* **Task to complete**: Print the lines that run from the line with "no runtime reload" to the line with "pub use schema::ListenerConfig;", keeping both end lines, exactly as they appear in the entries below, and nothing else.
Data for the task START
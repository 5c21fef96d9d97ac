//! Spreadsheet-native input constraints
//!
//! The generated workbook attaches one [`Constraint`] per Data column. The
//! model mirrors what an xlsx `<dataValidation>` element can express: list
//! sources, whole/decimal/date bounds and custom formulas. The io crate maps
//! it to and from rust_xlsxwriter / worksheet XML.

use chrono::NaiveDate;
use serde::Serialize;

/// Largest magnitude a spreadsheet decimal bound can hold.
pub const DECIMAL_LIMIT: f64 = 9.99e307;

/// Whole-number constraints hold 32-bit integers.
pub const WHOLE_NUMBER_MIN: f64 = i32::MIN as f64;
pub const WHOLE_NUMBER_MAX: f64 = i32::MAX as f64;

/// Lower bound used for date constraints without an earliest date.
pub const EPOCH_DATE: (i32, u32, u32) = (1900, 1, 1);

/// First date a spreadsheet date constraint can express.
pub fn epoch_date() -> NaiveDate {
    let (y, m, d) = EPOCH_DATE;
    NaiveDate::from_ymd_opt(y, m, d).unwrap_or(NaiveDate::MIN)
}

/// Error alerts are limited by the xlsx format.
pub const MAX_ALERT_TITLE: usize = 32;
pub const MAX_ALERT_MESSAGE: usize = 255;

/// An input constraint attached to a range of cells.
#[derive(Debug, Clone, PartialEq, Serialize)]
pub struct Constraint {
    pub kind: ConstraintKind,
    /// If true, empty/blank values are always valid.
    pub ignore_blank: bool,
    /// Optional error alert shown when an entered value is rejected.
    pub error_alert: Option<ErrorAlert>,
}

impl Constraint {
    pub fn new(kind: ConstraintKind) -> Self {
        Self {
            kind,
            ignore_blank: true,
            error_alert: None,
        }
    }

    pub fn list(source: ListSource) -> Self {
        Self::new(ConstraintKind::List(source))
    }

    pub fn with_ignore_blank(mut self, ignore: bool) -> Self {
        self.ignore_blank = ignore;
        self
    }

    /// Attach an error alert, truncating title and message to the xlsx limits.
    pub fn with_error_alert(mut self, title: &str, message: &str) -> Self {
        self.error_alert = Some(ErrorAlert {
            title: title.chars().take(MAX_ALERT_TITLE).collect(),
            message: message.chars().take(MAX_ALERT_MESSAGE).collect(),
        });
        self
    }
}

#[derive(Debug, Clone, PartialEq, Serialize)]
pub enum ConstraintKind {
    /// Restrict to a list of allowed values (dropdown).
    List(ListSource),
    /// Restrict to integers within bounds.
    WholeNumber(Bounds<f64>),
    /// Restrict to decimals within bounds.
    Decimal(Bounds<f64>),
    /// Restrict to dates within bounds.
    Date(Bounds<NaiveDate>),
    /// Custom formula that must return TRUE.
    Custom(String),
}

/// Source of values for a list constraint.
#[derive(Debug, Clone, PartialEq, Serialize)]
pub enum ListSource {
    /// Inline list of allowed values.
    Inline(Vec<String>),
    /// Range reference without a leading `=` (e.g. `Sets!$A$2:$A$10`).
    Range(String),
    /// Formula resolving to a range (e.g. `INDIRECT(...)` or a defined name).
    Formula(String),
}

/// Comparison operator for bounded constraints.
#[derive(Debug, Clone, Copy, PartialEq, Eq, Serialize)]
pub enum ComparisonOperator {
    Between,
    NotBetween,
    EqualTo,
    NotEqualTo,
    GreaterThan,
    LessThan,
    GreaterThanOrEqual,
    LessThanOrEqual,
}

/// Operator plus one or two operands.
#[derive(Debug, Clone, PartialEq, Serialize)]
pub struct Bounds<T> {
    pub operator: ComparisonOperator,
    pub value1: T,
    /// Second value (required for Between/NotBetween).
    pub value2: Option<T>,
}

impl<T> Bounds<T> {
    pub fn between(min: T, max: T) -> Self {
        Self {
            operator: ComparisonOperator::Between,
            value1: min,
            value2: Some(max),
        }
    }

    pub fn at_least(min: T) -> Self {
        Self {
            operator: ComparisonOperator::GreaterThanOrEqual,
            value1: min,
            value2: None,
        }
    }
}

impl<T: Clone> Bounds<T> {
    /// Recover `(min, max)` for the inclusive operators; others yield `(None, None)`.
    pub fn as_range(&self) -> (Option<T>, Option<T>) {
        match self.operator {
            ComparisonOperator::Between => (Some(self.value1.clone()), self.value2.clone()),
            ComparisonOperator::GreaterThanOrEqual => (Some(self.value1.clone()), None),
            ComparisonOperator::LessThanOrEqual => (None, Some(self.value1.clone())),
            ComparisonOperator::EqualTo => (Some(self.value1.clone()), Some(self.value1.clone())),
            _ => (None, None),
        }
    }
}

/// Error alert shown by the spreadsheet application.
#[derive(Debug, Clone, PartialEq, Eq, Serialize)]
pub struct ErrorAlert {
    pub title: String,
    pub message: String,
}
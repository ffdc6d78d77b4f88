//! Configuration management subsystem.
//!
//! # Data Flow
//! ```text
//! built-in defaults
//!     → loader.rs (optional TOML file, then env overrides)
//!     → validation.rs (semantic checks)
//!     → GatewayConfig (validated, immutable)
//!     → consumed once at startup; never mutated afterwards
//! ```
//!
//! # Design Decisions
//! - Config is immutable once loaded; there is no runtime reload
//! - All fields have defaults so the gateway starts with zero configuration
//! - Validation separates syntactic (serde) from semantic checks

pub mod loader;
pub mod schema;
pub mod validation;

pub use schema::GatewayConfig;
pub use schema::ListenerConfig;
pub use schema::ObservabilityConfig;
pub use schema::ServicesConfig;
pub use schema::TimeoutConfig;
Data for the task END
* **Task output**:
//! - Config is immutable once loaded; there is no runtime reload
//! - All fields have defaults so the gateway starts with zero configuration
//! - Validation separates syntactic (serde) from semantic checks

pub mod loader;
pub mod schema;
pub mod validation;

pub use schema::GatewayConfig;
pub use schema::ListenerConfig;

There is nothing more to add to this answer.